**What is being asked**
Character for character, give back every line below.

**Extracted information**
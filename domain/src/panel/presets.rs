//! Built-in panel definitions

use crate::panel::graph::PanelGraph;
use crate::panel::task_spec::{TaskId, TaskSpec};
use crate::panel::worker::Worker;

const SPECIALIST_CONTRACT: &str = "A. Most likely diagnosis\n\
B. Most appropriate primary team\n\
C. Other treating teams\n\
D. Numbered list of treatment plan";

const DECISION_CONTRACT: &str =
    "Final Decision: A. Diagnosis, B. Primary team, C. Treating teams, D. Treatment plan";

fn specialist(id: &str, role: &str, goal: &str, backstory: &str, specialty: &str) -> TaskSpec {
    TaskSpec::new(
        id,
        format!(
            "Given the patient case: \"{{case}}\", discuss relevant {} aspects.",
            specialty
        ),
        SPECIALIST_CONTRACT,
        Worker::new(role, goal, backstory),
    )
}

/// The default panel: six medical specialists feeding a hospital director.
///
/// Every specialist is a leaf and runs concurrently; the director is the
/// single decision task, with the specialists' opinions folded into its
/// prompt in the order listed here.
pub fn medical_board() -> PanelGraph {
    let specialists = vec![
        specialist(
            "emergency_physician",
            "Emergency Physician",
            "Determine emergency care requirements",
            "Experienced in rapid assessment and treatment of acute conditions.",
            "emergency care",
        ),
        specialist(
            "internist",
            "Internist",
            "Assess and manage internal medicine conditions",
            "Specializes in the comprehensive care of adults, managing complex illnesses.",
            "internal medicine",
        ),
        specialist(
            "surgeon",
            "Surgeon",
            "Evaluate the need for surgical intervention",
            "Expert in performing surgical procedures to treat various conditions.",
            "surgical intervention",
        ),
        specialist(
            "gynaecologist",
            "Gynaecologist",
            "Address gynecological aspects of the patient case",
            "Focuses on women's reproductive health and related surgical treatments.",
            "gynecological care",
        ),
        specialist(
            "obstetrician",
            "Obstetrician",
            "Consider obstetric care in the patient case",
            "Specializes in pregnancy, childbirth, and the postpartum period.",
            "obstetric care",
        ),
        specialist(
            "psychiatrist",
            "Psychiatrist",
            "Assess mental health aspects of the patient case",
            "Expert in the diagnosis, treatment, and prevention of mental illness.",
            "mental health",
        ),
    ];

    let deps: Vec<TaskId> = specialists.iter().map(|spec| spec.id().clone()).collect();

    let director = TaskSpec::new(
        "hospital_director",
        "Given all specialist inputs for the patient case: \"{case}\", \
         make the final decision on patient care.",
        DECISION_CONTRACT,
        Worker::new(
            "Hospital Director",
            "Make final decisions on diagnosis and management plan",
            "Oversees the integration of different specialties for optimal patient care.",
        ),
    )
    .with_depends_on(deps);

    let mut specs = specialists;
    specs.push(director);

    // The built-in panel is statically well-formed.
    PanelGraph::new(specs).expect("built-in medical board must be a valid panel")
}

**Result**
filename domain/src/panel/presets.rs
//! Built-in panel definitions

use crate::panel::graph::PanelGraph;
use crate::panel::task_spec::{TaskId, TaskSpec};
use crate::panel::worker::Worker;

const SPECIALIST_CONTRACT: &str = "A. Most likely diagnosis\n\
B. Most appropriate primary team\n\
C. Other treating teams\n\
D. Numbered list of treatment plan";

const DECISION_CONTRACT: &str =
    "Final Decision: A. Diagnosis, B. Primary team, C. Treating teams, D. Treatment plan";

fn specialist(id: &str, role: &str, goal: &str, backstory: &str, specialty: &str) -> TaskSpec {
    TaskSpec::new(
        id,
        format!(
            "Given the patient case: \"{{case}}\", discuss relevant {} aspects.",
            specialty
        ),
        SPECIALIST_CONTRACT,
        Worker::new(role, goal, backstory),
    )
}

/// The default panel: six medical specialists feeding a hospital director.
///
/// Every specialist is a leaf and runs concurrently; the director is the
/// single decision task, with the specialists' opinions folded into its
/// prompt in the order listed here.
pub fn medical_board() -> PanelGraph {
    let specialists = vec![
        specialist(
            "emergency_physician",
            "Emergency Physician",
            "Determine emergency care requirements",
            "Experienced in rapid assessment and treatment of acute conditions.",
            "emergency care",
        ),
        specialist(
            "internist",
            "Internist",
            "Assess and manage internal medicine conditions",
            "Specializes in the comprehensive care of adults, managing complex illnesses.",
            "internal medicine",
        ),
        specialist(
            "surgeon",
            "Surgeon",
            "Evaluate the need for surgical intervention",
            "Expert in performing surgical procedures to treat various conditions.",
            "surgical intervention",
        ),
        specialist(
            "gynaecologist",
            "Gynaecologist",
            "Address gynecological aspects of the patient case",
            "Focuses on women's reproductive health and related surgical treatments.",
            "gynecological care",
        ),
        specialist(
            "obstetrician",
            "Obstetrician",
            "Consider obstetric care in the patient case",
            "Specializes in pregnancy, childbirth, and the postpartum period.",
            "obstetric care",
        ),
        specialist(
            "psychiatrist",
            "Psychiatrist",
            "Assess mental health aspects of the patient case",
            "Expert in the diagnosis, treatment, and prevention of mental illness.",
            "mental health",
        ),
    ];

    let deps: Vec<TaskId> = specialists.iter().map(|spec| spec.id().clone()).collect();

    let director = TaskSpec::new(
        "hospital_director",
        "Given all specialist inputs for the patient case: \"{case}\", \
         make the final decision on patient care.",
        DECISION_CONTRACT,
        Worker::new(
            "Hospital Director",
            "Make final decisions on diagnosis and management plan",
            "Oversees the integration of different specialties for optimal patient care.",
        ),
    )
    .with_depends_on(deps);

    let mut specs = specialists;
    specs.push(director);

    // The built-in panel is statically well-formed.
    PanelGraph::new(specs).expect("built-in medical board must be a valid panel")
}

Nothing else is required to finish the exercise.